Data records START

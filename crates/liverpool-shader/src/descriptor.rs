//! Live descriptor state a specialization is built against.

use liverpool_gpu::GuestMemory;
use tracing::trace;

/// Where a sharp lives at draw time.
#[derive(Clone, Copy, Debug, PartialEq, Eq, Hash)]
pub enum SharpLocation {
    /// Stored directly in the stage's user-data SGPRs, starting at `dword`.
    UserData { dword: u16 },
    /// Stored in guest memory: `pointer` names the user-data SGPR pair holding a 64-bit address,
    /// and the sharp starts `dword_offset` dwords past that address.
    Indirect { pointer: u16, dword_offset: u32 },
}

/// Point-in-time view of a stage's user data and the guest memory behind it.
///
/// The caller guarantees neither is mutated while a specialization is being built.
#[derive(Clone, Copy)]
pub struct DescriptorTable<'a> {
    pub user_data: &'a [u32],
    pub memory: &'a dyn GuestMemory,
}

impl<'a> DescriptorTable<'a> {
    pub fn new(user_data: &'a [u32], memory: &'a dyn GuestMemory) -> Self {
        Self { user_data, memory }
    }

    /// Reads the 64-bit guest address held in user-data SGPRs `index` and `index + 1`.
    ///
    /// Only the low 48 bits are address bits; a zero address reads as `None`.
    pub fn read_pointer(&self, index: u16) -> Option<u64> {
        let index = usize::from(index);
        let lo = *self.user_data.get(index)?;
        let hi = *self.user_data.get(index + 1)?;
        let address = (u64::from(lo) | (u64::from(hi) << 32)) & 0xffff_ffff_ffff;
        (address != 0).then_some(address)
    }

    /// Reads `N` dwords from `location`, or `None` if the location is unmapped.
    pub fn read_dwords<const N: usize>(&self, location: SharpLocation) -> Option<[u32; N]> {
        let mut out = [0u32; N];
        match location {
            SharpLocation::UserData { dword } => {
                let start = usize::from(dword);
                let src = self.user_data.get(start..start + N)?;
                out.copy_from_slice(src);
            }
            SharpLocation::Indirect {
                pointer,
                dword_offset,
            } => {
                let base = self.read_pointer(pointer)?;
                let gpa = base.checked_add(u64::from(dword_offset) * 4)?;
                if let Err(err) = self.memory.read_dwords(gpa, &mut out) {
                    trace!("sharp read faulted: {err}");
                    return None;
                }
            }
        }
        Some(out)
    }
}

impl std::fmt::Debug for DescriptorTable<'_> {
    fn fmt(&self, f: &mut std::fmt::Formatter<'_>) -> std::fmt::Result {
        f.debug_struct("DescriptorTable")
            .field("user_data", &self.user_data)
            .finish_non_exhaustive()
    }
}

Data records END

◆ **Directions for this task**:
Look through the listing above. Pick out each line with "Clone" and copy it.

◆ **Solved problem**:
#[derive(Clone, Copy, Debug, PartialEq, Eq, Hash)]
#[derive(Clone, Copy)]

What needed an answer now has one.